Advocate Rajith Davis, lawyer for the Thrissur Archdiocese and a key counsel in a similar trafficking case in Kerala, told South First that the arrest of two nuns exemplified a serious misuse of law driven by communal bias and political interference.
He said the case reflected a larger pattern of criminalising Christian missionaries on baseless grounds.
The apprehension nuns, who were unjustly charged with human trafficking and coerced religious conversion, was influenced by external pressure from Bajrang Dal militants and a lack of procedural clarity.
Despite no evidence of coercion or exploitation, the matter was elevated to the National Investigation Agency (NIA), bypassing the local sessions court. Adv Davis stated that it was a clear attempt to politicise a non-criminal issue and delay justice, an alarming misuse of national institutions against a minority group.
In Chhattisgarh, railway police detained the nuns after Bajrang Dal members alleged they were trafficking women for conversion. However, the girls had travelled voluntarily, with parental permission, to work in convents. No criminal elements such as coercion or exploitation were evident.
Still, the case was transferred to the NIA, an agency meant for investigating terrorism and serious organised crime under the NIA Act, 2008. Davis termed it irrational and deliberate, aimed at prolonging the process and stalling justice, rather than seeking truth.
Adv. Davis pointed to a similar case he had handled in Thrissur, Kerala, in 2022, where two nuns and three others were charged under Sections 370(1), (2), (5) read with Section 34 of the IPC for allegedly trafficking minor girls from Jharkhand for convent work.
The case (SC 719/2022) was decided on 26 July 2025 by the First Additional Sessions Judge, who acquitted all the accused due to lack of evidence.
The court found no evidence of coercion, exploitation, or abuse of power. The girls had travelled with full knowledge and consent of their parents, and there was no deception involved.
The prosecution failed to establish even a prima facie case. Relying on precedents like Sajjan Kumar v. CBI (2010) and Karan Talwar v. State of Tamil Nadu (2024), the court ruled that the essential ingredients of trafficking were absent and discharged the accused under Section 227 of the CrPC.

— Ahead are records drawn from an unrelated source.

//! Dynamic values passed to and returned from a [crate::Codec].

use std::collections::BTreeMap;

use crate::uint::U256;

/// A value tree whose shape mirrors a schema.
#[derive(Debug, Clone, PartialEq, Eq)]
#[cfg_attr(feature = "serde", derive(::serde::Serialize, ::serde::Deserialize))]
pub enum Value {
    /// Any integer width; always an unsigned magnitude.
    Int(U256),
    Bool(bool),
    /// Homogeneous list (`[T]`).
    Vector(Vec<Value>),
    /// Named fields (`{k:T,...}`). Encode order comes from the schema, not the map.
    Struct(BTreeMap<String, Value>),
    String(String),
    Bytes(Vec<u8>),
}

impl Value {
    /// Name of the variant, matching the schema vocabulary.
    pub fn kind(&self) -> &'static str {
        match self {
            Value::Int(_) => "integer",
            Value::Bool(_) => "bool",
            Value::Vector(_) => "vector",
            Value::Struct(_) => "struct",
            Value::String(_) => "string",
            Value::Bytes(_) => "bytes",
        }
    }

    pub fn as_int(&self) -> Option<&U256> {
        match self {
            Value::Int(v) => Some(v),
            _ => None,
        }
    }

    pub fn as_bool(&self) -> Option<bool> {
        match self {
            Value::Bool(v) => Some(*v),
            _ => None,
        }
    }

    pub fn as_vector(&self) -> Option<&[Value]> {
        match self {
            Value::Vector(v) => Some(v),
            _ => None,
        }
    }

    pub fn as_struct(&self) -> Option<&BTreeMap<String, Value>> {
        match self {
            Value::Struct(v) => Some(v),
            _ => None,
        }
    }

    pub fn as_str(&self) -> Option<&str> {
        match self {
            Value::String(v) => Some(v),
            _ => None,
        }
    }

    pub fn as_bytes(&self) -> Option<&[u8]> {
        match self {
            Value::Bytes(v) => Some(v),
            _ => None,
        }
    }

    /// Looks up a field of a struct value.
    pub fn get(&self, key: &str) -> Option<&Value> {
        self.as_struct().and_then(|fields| fields.get(key))
    }
}

macro_rules! impl_from_int {
    ($($t:ty),*) => {
        $(
            impl From<$t> for Value {
                fn from(value: $t) -> Self {
                    Value::Int(U256::from(value))
                }
            }
        )*
    };
}

impl_from_int!(u8, u16, u32, u64, u128, usize);

impl From<U256> for Value {
    fn from(value: U256) -> Self {
        Value::Int(value)
    }
}

impl From<bool> for Value {
    fn from(value: bool) -> Self {
        Value::Bool(value)
    }
}

impl From<&str> for Value {
    fn from(value: &str) -> Self {
        Value::String(value.to_string())
    }
}

impl From<String> for Value {
    fn from(value: String) -> Self {
        Value::String(value)
    }
}

/// Raw bytes. Use [Value::Vector] for a list of integers.
impl From<Vec<u8>> for Value {
    fn from(value: Vec<u8>) -> Self {
        Value::Bytes(value)
    }
}

impl From<&[u8]> for Value {
    fn from(value: &[u8]) -> Self {
        Value::Bytes(value.to_vec())
    }
}

impl From<Vec<Value>> for Value {
    fn from(value: Vec<Value>) -> Self {
        Value::Vector(value)
    }
}

impl From<BTreeMap<String, Value>> for Value {
    fn from(value: BTreeMap<String, Value>) -> Self {
        Value::Struct(value)
    }
}

impl<K: Into<String>, V: Into<Value>> FromIterator<(K, V)> for Value {
    fn from_iter<I: IntoIterator<Item = (K, V)>>(iter: I) -> Self {
        Value::Struct(
            iter.into_iter()
                .map(|(k, v)| (k.into(), v.into()))
                .collect(),
        )
    }
}

#[cfg(test)]
mod tests {
    use super::*;

    #[test]
    fn test_struct_from_iter() {
        let value: Value = [("id", Value::from(7u32)), ("name", Value::from("feed"))]
            .into_iter()
            .collect();

        assert_eq!(value.kind(), "struct");
        assert_eq!(value.get("id"), Some(&Value::Int(U256::from(7u8))));
        assert_eq!(value.get("name").and_then(Value::as_str), Some("feed"));
        assert_eq!(value.get("missing"), None);
    }

    #[test]
    fn test_accessors_reject_other_variants() {
        let value = Value::from(true);
        assert_eq!(value.as_bool(), Some(true));
        assert_eq!(value.as_int(), None);
        assert_eq!(value.as_bytes(), None);
        assert_eq!(value.get("x"), None);
    }

    #[test]
    fn test_bytes_are_not_vectors() {
        assert_eq!(Value::from(vec![1u8, 2]), Value::Bytes(vec![1, 2]));
        assert_eq!(
            Value::from(vec![Value::from(1u8)]).as_vector().map(<[Value]>::len),
            Some(1)
        );
    }
}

Adv Davis said the Chhattisgarh case mirrored the Thrissur case in almost every aspect: voluntary travel, parental consent, no evidence of trafficking.
Had this case also gone before a sessions court instead of the NIA, he felt that the nuns would have been acquitted earlier. The Thrissur verdict, he said, stands as clear judicial proof that such allegations fall apart under scrutiny.

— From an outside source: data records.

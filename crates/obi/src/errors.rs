//! Error types for schema parsing, encoding and decoding.
//!
//! Every failure is terminal: codecs never substitute values or return partial
//! results. Composite codecs only wrap a child failure to record where it
//! happened (a struct key, or the input/output side of an [crate::Obi]).

use std::fmt;

use crate::uint::U256;

/// Which half of an [crate::Obi] schema an operation ran against.
#[derive(Debug, Clone, Copy, PartialEq, Eq, Hash)]
pub enum Side {
    Input,
    Output,
}

impl fmt::Display for Side {
    fn fmt(&self, f: &mut fmt::Formatter<'_>) -> fmt::Result {
        match self {
            Side::Input => f.write_str("input"),
            Side::Output => f.write_str("output"),
        }
    }
}

/// Errors produced when turning a schema string into a [crate::Codec].
#[derive(Debug, Clone, PartialEq, Eq, thiserror::Error)]
pub enum SchemaError {
    /// No known type form matches the token.
    #[error("no schema matched: <{schema}>")]
    NoMatch { schema: String },

    /// A `,` closed a struct field whose key or type was empty.
    #[error("invalid struct field format at byte {offset}")]
    InvalidField { offset: usize },

    /// Struct body produced zero fields.
    #[error("struct must have at least one field")]
    EmptyStruct,

    /// The struct body never returned to depth 0 before the end of input.
    #[error("unterminated struct: <{schema}>")]
    UnterminatedStruct { schema: String },

    /// Text follows the brace that terminated a struct.
    #[error("unexpected trailing input <{rest}> after struct")]
    TrailingInput { rest: String },

    /// The type of a struct field could not be parsed.
    #[error("failed to parse struct field \"{key}\": {source}")]
    Field {
        key: String,
        #[source]
        source: Box<SchemaError>,
    },

    /// Vectors and structs are nested deeper than the parser allows.
    #[error("schema nesting exceeds {limit} levels")]
    TooDeep { limit: usize },

    /// A facade schema was not of the form `input/output`.
    #[error("schema must be in the format \"input/output\"")]
    InvalidFormat,
}

/// Errors produced when a value does not conform to its codec.
#[derive(Debug, Clone, PartialEq, Eq, thiserror::Error)]
pub enum EncodeError {
    /// Integer does not fit the declared width.
    #[error("value {value} exceeds maximum size for {bits} bits")]
    Overflow { value: U256, bits: u16 },

    /// A struct field declared by the schema is absent from the value.
    #[error("missing field \"{key}\" in struct")]
    MissingField { key: String },

    /// The value variant does not match the schema node.
    #[error("expected {expected} value, found {found}")]
    TypeMismatch {
        expected: &'static str,
        found: &'static str,
    },

    /// Sequence or byte length does not fit the 4-byte length prefix.
    #[error("length {len} does not fit a 32-bit length prefix")]
    LengthOverflow { len: usize },

    /// A struct field failed to encode.
    #[error("failed to encode struct field \"{key}\": {source}")]
    Field {
        key: String,
        #[source]
        source: Box<EncodeError>,
    },

    /// A facade-level encode failed.
    #[error("failed to encode {side}: {source}")]
    Side {
        side: Side,
        #[source]
        source: Box<EncodeError>,
    },
}

impl EncodeError {
    /// Walks nested context and returns the innermost failure.
    pub fn root_cause(&self) -> &EncodeError {
        match self {
            EncodeError::Field { source, .. } | EncodeError::Side { source, .. } => {
                source.root_cause()
            }
            other => other,
        }
    }
}

/// Errors produced when a byte buffer does not match its codec.
#[derive(Debug, Clone, PartialEq, Eq, thiserror::Error)]
pub enum DecodeError {
    /// Fewer bytes remain than a fixed-width or length-prefixed field needs.
    #[error("not enough bytes: expected {expected}, got {actual}")]
    NotEnoughBytes { expected: usize, actual: usize },

    /// A boolean byte other than 0 or 1.
    #[error("boolean value must be 0 or 1, got {value}")]
    InvalidBool { value: U256 },

    /// String payload is not valid UTF-8.
    #[error("invalid utf-8 in string: {source}")]
    InvalidUtf8 {
        #[source]
        source: std::str::Utf8Error,
    },

    /// A length prefix does not fit in `usize` on this platform.
    #[error("length prefix {len} exceeds addressable memory")]
    LengthOverflow { len: U256 },

    /// A struct field failed to decode.
    #[error("failed to decode struct field \"{key}\": {source}")]
    Field {
        key: String,
        #[source]
        source: Box<DecodeError>,
    },

    /// Bytes were left over after a facade-level decode.
    #[error("extra bytes found after decoding {side}: {remaining} left")]
    ExtraBytes { side: Side, remaining: usize },
}

impl DecodeError {
    /// Walks nested context and returns the innermost failure.
    pub fn root_cause(&self) -> &DecodeError {
        match self {
            DecodeError::Field { source, .. } => source.root_cause(),
            other => other,
        }
    }
}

Calling it a ”disturbing trend,” Adv Davis criticised the growing culture of vigilantism and institutional submission to mob pressure. He said the Bajrang Dal’s role in the Chhattisgarh incident, intimidating the girls, inspecting luggage, and influencing the police, was emblematic of rising societal bias against Christian minorities.
The police, instead of acting neutrally, yielded to mob demands and detained the nuns without concrete evidence, he noted.
He also condemned the transfer of the case to the NIA, stating that the agency’s mandate under the NIA Act did not cover such matters.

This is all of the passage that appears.